Even this superficial analysis I have attempted
demonstrates that the issues are subtle and complex
ones. In terms of substance, the public interest
exception probably needs to say more than it currently
does.
In his witness statement to the Inquiry, Mr Alan
Rusbridger, the editor of the Guardian, refers to the
five Omand principles which have been incorporated into
the Guardian's own editorial code. We will be hearing
about these in due course.
Perhaps the key principle is this: that the methods
used must be in proportion to the seriousness of the
story and the public interest, using the minimum
possible intrusion. Here one is back to the
distinction -- which some would say is an entirely
judgmental one -- between investigative journalism on
the one hand and the quest for gossip and entertainment
on the other.
The final massive question relates to process.

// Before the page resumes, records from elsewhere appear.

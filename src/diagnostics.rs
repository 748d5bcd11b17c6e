// Diagnostics - injected event sink
// Connection and notification events are reported to a sink handed in by the host
// instead of being printed. The default sink forwards to `tracing`.

use crate::connection::ConnectionState;
use crate::protocol::{DecodeError, ResponseKind};
use std::sync::{Mutex, PoisonError};
use tracing::{debug, info, warn};

/// Something worth telling the host about
#[derive(Debug, Clone, PartialEq, Eq)]
pub enum Diagnostic {
    /// Connection state machine moved
    StateChanged {
        from: ConnectionState,
        to: ConnectionState,
    },

    /// One connect attempt failed (more may follow)
    ConnectAttemptFailed { attempt: u32, error: String },

    /// A command frame reached the transport
    FrameSent { opcode: u8, frame: String },

    /// The link went away underneath us
    LinkDropped { reason: String },

    /// A notification was decoded
    NotificationDecoded { kind: ResponseKind },

    /// A notification could not be decoded and was discarded
    NotificationDropped { error: DecodeError, raw: String },
}

/// Receiver for [`Diagnostic`] events
pub trait DiagnosticSink: Send + Sync {
    fn record(&self, diagnostic: Diagnostic);
}

// ============================================================================
// TRACING SINK
// ============================================================================

/// Default sink: logs every event through `tracing`
#[derive(Debug, Default, Clone, Copy)]
pub struct TracingSink;

impl DiagnosticSink for TracingSink {
    fn record(&self, diagnostic: Diagnostic) {
        match diagnostic {
            Diagnostic::StateChanged { from, to } => {
                debug!(?from, ?to, "connection state changed");
            }
            Diagnostic::ConnectAttemptFailed { attempt, error } => {
                warn!(attempt, %error, "connect attempt failed");
            }
            Diagnostic::FrameSent { opcode, frame } => {
                debug!(opcode = format_args!("0x{:02x}", opcode), %frame, "frame sent");
            }
            Diagnostic::LinkDropped { reason } => {
                info!(%reason, "link dropped");
            }
            Diagnostic::NotificationDecoded { kind } => {
                debug!(?kind, "notification decoded");
            }
            Diagnostic::NotificationDropped { error, raw } => {
                warn!(%error, %raw, "notification dropped");
            }
        }
    }
}

// ============================================================================
// MEMORY SINK
// ============================================================================

/// Collects events in memory; drain them with [`MemorySink::poll_events`]
#[derive(Debug, Default)]
pub struct MemorySink {
    events: Mutex<Vec<Diagnostic>>,
}

impl MemorySink {
    pub fn new() -> Self {
        Self::default()
    }

    /// Take all events recorded so far (clears the queue)
    pub fn poll_events(&self) -> Vec<Diagnostic> {
        std::mem::take(&mut *self.events.lock().unwrap_or_else(PoisonError::into_inner))
    }

    pub fn len(&self) -> usize {
        self.events.lock().unwrap_or_else(PoisonError::into_inner).len()
    }

    pub fn is_empty(&self) -> bool {
        self.len() == 0
    }
}

impl DiagnosticSink for MemorySink {
    fn record(&self, diagnostic: Diagnostic) {
        self.events
            .lock()
            .unwrap_or_else(PoisonError::into_inner)
            .push(diagnostic);
    }
}

#[cfg(test)]
mod tests {
    use super::*;

    #[test]
    fn test_memory_sink_drains() {
        let sink = MemorySink::new();
        sink.record(Diagnostic::LinkDropped {
            reason: "gone".to_string(),
        });

        assert_eq!(sink.len(), 1);
        assert_eq!(sink.poll_events().len(), 1);
        assert!(sink.is_empty());
    }
}
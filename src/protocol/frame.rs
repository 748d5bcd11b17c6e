// Command Frames
// Encoding of the fixed 18-byte packets written to the control characteristic

use super::constants::{args, opcodes, COMMAND_STX, FRAME_LEN, MAX_ARGS, MAX_BRIGHTNESS};
use std::fmt;
use thiserror::Error;

/// Errors that can occur while building or parsing command frames
#[derive(Error, Debug, Clone, PartialEq, Eq)]
pub enum CodecError {
    #[error("Invalid argument: {0}")]
    InvalidArgument(String),

    #[error("Invalid frame length: expected {expected} bytes, got {actual}")]
    InvalidFrameLength { expected: usize, actual: usize },

    #[error("Invalid start marker: 0x{0:02x}")]
    InvalidStartMarker(u8),
}

// ============================================================================
// COMMAND FRAME
// ============================================================================

/// One outbound packet: `[STX, opcode, args..., zero padding]`, always 18 bytes
#[derive(Clone, Copy, PartialEq, Eq, Hash)]
pub struct CommandFrame([u8; FRAME_LEN]);

impl CommandFrame {
    /// Build a frame from an opcode and up to 16 argument bytes
    pub fn encode(opcode: u8, args: &[u8]) -> Result<Self, CodecError> {
        if args.len() > MAX_ARGS {
            return Err(CodecError::InvalidArgument(format!(
                "{} argument bytes do not fit in a {}-byte frame (max {})",
                args.len(),
                FRAME_LEN,
                MAX_ARGS
            )));
        }

        let mut bytes = [0u8; FRAME_LEN];
        bytes[0] = COMMAND_STX;
        bytes[1] = opcode;
        bytes[2..2 + args.len()].copy_from_slice(args);
        Ok(Self(bytes))
    }

    /// Parse a frame previously produced by [`CommandFrame::encode`]
    pub fn parse(bytes: &[u8]) -> Result<Self, CodecError> {
        let bytes: [u8; FRAME_LEN] = bytes.try_into().map_err(|_| CodecError::InvalidFrameLength {
            expected: FRAME_LEN,
            actual: bytes.len(),
        })?;
        if bytes[0] != COMMAND_STX {
            return Err(CodecError::InvalidStartMarker(bytes[0]));
        }
        Ok(Self(bytes))
    }

    pub fn opcode(&self) -> u8 {
        self.0[1]
    }

    /// Argument area including zero padding (16 bytes)
    pub fn args(&self) -> &[u8] {
        &self.0[2..]
    }

    pub fn as_bytes(&self) -> &[u8] {
        &self.0
    }

    pub fn to_hex(&self) -> String {
        hex::encode(self.0)
    }
}

impl AsRef<[u8]> for CommandFrame {
    fn as_ref(&self) -> &[u8] {
        &self.0
    }
}

impl fmt::Debug for CommandFrame {
    fn fmt(&self, f: &mut fmt::Formatter<'_>) -> fmt::Result {
        write!(f, "CommandFrame({})", self.to_hex())
    }
}

/// Free-function form of [`CommandFrame::encode`]
pub fn encode_command(opcode: u8, args: &[u8]) -> Result<CommandFrame, CodecError> {
    CommandFrame::encode(opcode, args)
}

// ============================================================================
// TYPED COMMANDS
// ============================================================================

/// Commands with a confirmed wire format
#[derive(Debug, Clone, Copy, PartialEq, Eq)]
pub enum Command {
    /// Vendor pairing handshake
    Pair,
    /// Switch the lamp on (`true`) or off (`false`)
    Power(bool),
    /// Brightness in percent, 0..=100
    Brightness(u8),
    /// Ask the lamp to report its state
    GetState,
    GetName,
    GetVersion,
    GetSerial,
}

impl Command {
    /// Brightness command, rejecting levels above 100
    pub fn brightness(level: u8) -> Result<Self, CodecError> {
        if level > MAX_BRIGHTNESS {
            return Err(CodecError::InvalidArgument(format!(
                "brightness {} out of range 0..={}",
                level, MAX_BRIGHTNESS
            )));
        }
        Ok(Self::Brightness(level))
    }

    pub fn opcode(&self) -> u8 {
        match self {
            Self::Pair => opcodes::PAIR,
            Self::Power(_) => opcodes::POWER,
            Self::Brightness(_) => opcodes::BRIGHTNESS,
            Self::GetState => opcodes::GETSTATE,
            Self::GetName => opcodes::GETNAME,
            Self::GetVersion => opcodes::GETVER,
            Self::GetSerial => opcodes::GETSERIAL,
        }
    }

    /// Encode into a frame
    pub fn to_frame(&self) -> Result<CommandFrame, CodecError> {
        match *self {
            Self::Pair => CommandFrame::encode(opcodes::PAIR, &[args::PAIR_ON]),
            Self::Power(on) => {
                let arg = if on { args::POWER_ON } else { args::POWER_OFF };
                CommandFrame::encode(opcodes::POWER, &[arg])
            }
            Self::Brightness(level) => {
                Self::brightness(level)?;
                CommandFrame::encode(opcodes::BRIGHTNESS, &[level])
            }
            Self::GetState => CommandFrame::encode(opcodes::GETSTATE, &[args::GETSTATE_SEC]),
            Self::GetName | Self::GetVersion | Self::GetSerial => {
                CommandFrame::encode(self.opcode(), &[])
            }
        }
    }
}
// Lamp module - THE LIGHT
// Public client API: power and brightness commands, notifications, cached state

mod client;
mod config;
mod state;

pub use client::{LampClient, LampError};
pub use config::{BrightnessPolicy, LampConfig};
pub use state::LampObservedState;
// candela CLI
// Drive a lamp the local Bluetooth adapter already knows about

use candela::lamp::{LampClient, LampConfig};
use candela::transport::BtleTransport;
use candela::{ConnectionConfig, PeripheralHandle};
use clap::{Parser, Subcommand};
use std::sync::Arc;
use tracing_subscriber::EnvFilter;

#[derive(Parser)]
#[command(name = "candela")]
#[command(about = "Control a Candela BLE lamp")]
struct Cli {
    /// Lamp MAC address, e.g. F8:24:41:C6:43:2D
    #[arg(short, long)]
    address: String,

    /// Connect attempts before giving up
    #[arg(long, default_value = "3")]
    attempts: u32,

    /// Milliseconds to wait after the pairing frame
    #[arg(long, default_value = "5000")]
    pair_settle_ms: u64,

    #[command(subcommand)]
    command: Commands,
}

#[derive(Subcommand)]
enum Commands {
    /// Switch the lamp on
    On,
    /// Switch the lamp off
    Off,
    /// Set brightness (0-100)
    Brightness { level: u8 },
    /// Request the lamp state and print notifications
    Watch {
        /// Listening window in milliseconds (defaults to the configured window)
        #[arg(long)]
        ms: Option<u64>,
    },
}

#[tokio::main]
async fn main() -> Result<(), Box<dyn std::error::Error>> {
    tracing_subscriber::fmt()
        .with_env_filter(EnvFilter::try_from_default_env().unwrap_or_else(|_| EnvFilter::new("info")))
        .init();

    let cli = Cli::parse();
    let peripheral = PeripheralHandle::parse(&cli.address)?;

    let mut config = LampConfig::new().with_connection(
        ConnectionConfig::new()
            .with_connect_attempts(cli.attempts)
            .with_pair_settle_ms(cli.pair_settle_ms),
    );
    if let Commands::Watch { ms: Some(ms) } = &cli.command {
        config = config.with_notification_window_ms(*ms);
    }

    let transport = BtleTransport::first_adapter().await?;
    let lamp = LampClient::with_config(Arc::new(transport), peripheral, config)?;

    match cli.command {
        Commands::On => lamp.turn_on().await?,
        Commands::Off => lamp.turn_off().await?,
        Commands::Brightness { level } => lamp.set_brightness(level).await?,
        Commands::Watch { .. } => {
            lamp.request_state().await?;
            for snapshot in lamp.read_notifications_default().await? {
                println!("{:?}", snapshot);
            }
        }
    }

    let observed = lamp.observed_state();
    if observed.is_known() {
        println!(
            "{}: on={:?} brightness={:?}",
            lamp.peripheral(),
            observed.is_on,
            observed.brightness
        );
    } else {
        println!("{}: state unknown", lamp.peripheral());
    }

    lamp.disconnect().await?;
    Ok(())
}
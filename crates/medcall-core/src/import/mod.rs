//! Bulk patient import from spreadsheet grids.
//!
//! The caller's spreadsheet reader hands over a plain grid of string cells;
//! this pipeline locates the header, walks the rows once carrying the
//! checkout-date context, collects per-row errors without aborting, and
//! batch-inserts the surviving candidates as walk-in patients.

mod header;
mod rows;

pub use header::{locate_header, HeaderMap};
pub use rows::{classify_row, parse_sheet_date, RowKind};

use std::collections::HashSet;

use chrono::NaiveDate;
use serde::Serialize;
use thiserror::Error;
use tracing::info;

use crate::db::{self, find_patients_by_phones, insert_patient, Database};
use crate::models::{split_full_name, Patient};
use crate::resolver::{normalize_phone, BranchMatcher};

/// Grid of string cells as produced by the spreadsheet reader. Empty string
/// means a blank cell.
pub type SheetGrid = Vec<Vec<String>>;

/// One row that could not become a patient. Line numbers are 1-based as the
/// user sees them in the sheet.
#[derive(Debug, Clone, Serialize, PartialEq, Eq)]
pub struct RowError {
    pub line: usize,
    pub reason: String,
}

/// Outcome of a successful import run.
#[derive(Debug, Clone, Serialize, Default)]
pub struct ImportReport {
    pub total_rows: usize,
    pub header_row: Option<usize>,
    pub imported: usize,
    pub skipped_duplicates: usize,
    pub errors: Vec<RowError>,
}

#[derive(Error, Debug)]
pub enum ImportError {
    #[error("sheet contains no rows")]
    EmptySheet,

    #[error("no header row found")]
    HeaderNotFound,

    #[error("import rejected: {error_count} row error(s), first at line {}: {}", first.line, first.reason)]
    Rejected { first: RowError, error_count: usize },

    #[error(transparent)]
    Db(#[from] db::DbError),
}

pub type ImportResult<T> = Result<T, ImportError>;

struct Candidate {
    phone: String,
    first_name: String,
    last_name: String,
    branch: Option<crate::models::Branch>,
    checkout: Option<NaiveDate>,
}

fn cell<'a>(row: &'a [String], col: Option<usize>) -> Option<&'a str> {
    let value = row.get(col?)?.trim();
    if value.is_empty() {
        None
    } else {
        Some(value)
    }
}

/// Run the full import pipeline over a sheet grid.
pub fn import_grid(db: &mut Database, grid: &SheetGrid) -> ImportResult<ImportReport> {
    if grid.is_empty() {
        return Err(ImportError::EmptySheet);
    }

    let header = locate_header(grid).ok_or(ImportError::HeaderNotFound)?;
    let matcher = BranchMatcher::new();

    let mut errors: Vec<RowError> = Vec::new();
    let mut candidates: Vec<Candidate> = Vec::new();
    let mut seen: HashSet<(String, Option<NaiveDate>)> = HashSet::new();
    let mut checkout: Option<NaiveDate> = None;

    for (index, row) in grid.iter().enumerate().skip(header.row + 1) {
        let line = index + 1;

        match classify_row(row) {
            RowKind::Blank => continue,
            RowKind::DateSeparator(date) => {
                checkout = Some(date);
                continue;
            }
            RowKind::Data => {}
        }

        let name = match cell(row, header.name_col) {
            Some(name) => name,
            None => {
                errors.push(RowError {
                    line,
                    reason: "missing patient name".into(),
                });
                continue;
            }
        };
        let raw_phone = match cell(row, header.phone_col) {
            Some(phone) => phone,
            None => {
                errors.push(RowError {
                    line,
                    reason: "missing phone number".into(),
                });
                continue;
            }
        };

        let phone = match normalize_phone(raw_phone) {
            Ok(phone) => phone,
            Err(e) => {
                errors.push(RowError {
                    line,
                    reason: e.to_string(),
                });
                continue;
            }
        };

        // Branch is mandatory only when the header mapped a branch column.
        let branch = match header.branch_col {
            Some(_) => match cell(row, header.branch_col) {
                Some(label) => match matcher.resolve(label) {
                    Ok(branch) => Some(branch),
                    Err(e) => {
                        errors.push(RowError {
                            line,
                            reason: e.to_string(),
                        });
                        continue;
                    }
                },
                None => {
                    errors.push(RowError {
                        line,
                        reason: "missing branch".into(),
                    });
                    continue;
                }
            },
            None => None,
        };

        // A repeated (phone, checkout) pair inside the file is dropped
        // silently, not reported.
        if !seen.insert((phone.clone(), checkout)) {
            continue;
        }

        let (first_name, last_name) = split_full_name(name);
        candidates.push(Candidate {
            phone,
            first_name,
            last_name,
            branch,
            checkout,
        });
    }

    // Against-storage dedup on the same (phone, checkout) key.
    let phones: Vec<String> = candidates.iter().map(|c| c.phone.clone()).collect();
    let existing = find_patients_by_phones(db.conn(), &phones)?;
    let existing_keys: HashSet<(String, Option<String>)> = existing
        .into_iter()
        .map(|p| (p.phone_number, p.checkout))
        .collect();

    let mut skipped_duplicates = 0;
    let to_insert: Vec<Candidate> = candidates
        .into_iter()
        .filter(|c| {
            let key = (c.phone.clone(), c.checkout.map(|d| d.to_string()));
            if existing_keys.contains(&key) {
                skipped_duplicates += 1;
                false
            } else {
                true
            }
        })
        .collect();

    let imported = {
        let tx = db.transaction()?;
        for candidate in &to_insert {
            let patient = Patient::walk_in(
                candidate.phone.clone(),
                Some(candidate.first_name.clone()),
                if candidate.last_name.is_empty() {
                    None
                } else {
                    Some(candidate.last_name.clone())
                },
                candidate.branch,
                candidate.checkout.map(|d| d.to_string()),
            );
            insert_patient(&tx, &patient)?;
        }
        tx.commit().map_err(crate::db::DbError::from)?;
        to_insert.len()
    };

    if imported == 0 {
        if let Some(first) = errors.first().cloned() {
            return Err(ImportError::Rejected {
                first,
                error_count: errors.len(),
            });
        }
    }

    info!(
        total_rows = grid.len(),
        imported,
        skipped_duplicates,
        errors = errors.len(),
        "patient import finished"
    );

    Ok(ImportReport {
        total_rows: grid.len(),
        header_row: Some(header.row),
        imported,
        skipped_duplicates,
        errors,
    })
}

Editors make these decisions and they are unaccountable,
save to their proprietors and to their readers. If they
fail, they will be sacked, but failure means not selling
enough newspapers. It does not mean consistently making
the wrong judgment calls in this context.
LORD JUSTICE LEVESON
Or does not necessarily mean.
MR JAY
Yes, because some proprietors would say that it
does include that.
Their readers may vote with their feet, as they
might well have done in the face of the Milly Dowler
revelations, had it come to it, but extreme facts would
surely be required. Editors are rarely slow to judge
the private lives of others, but those whose privacy is
claimed to have been invaded will want to know who is
judging, controlling or peer-reviewing the editors. On
rare occasions, the civil courts have been asked to do
this but the drawbacks here have already been discussed.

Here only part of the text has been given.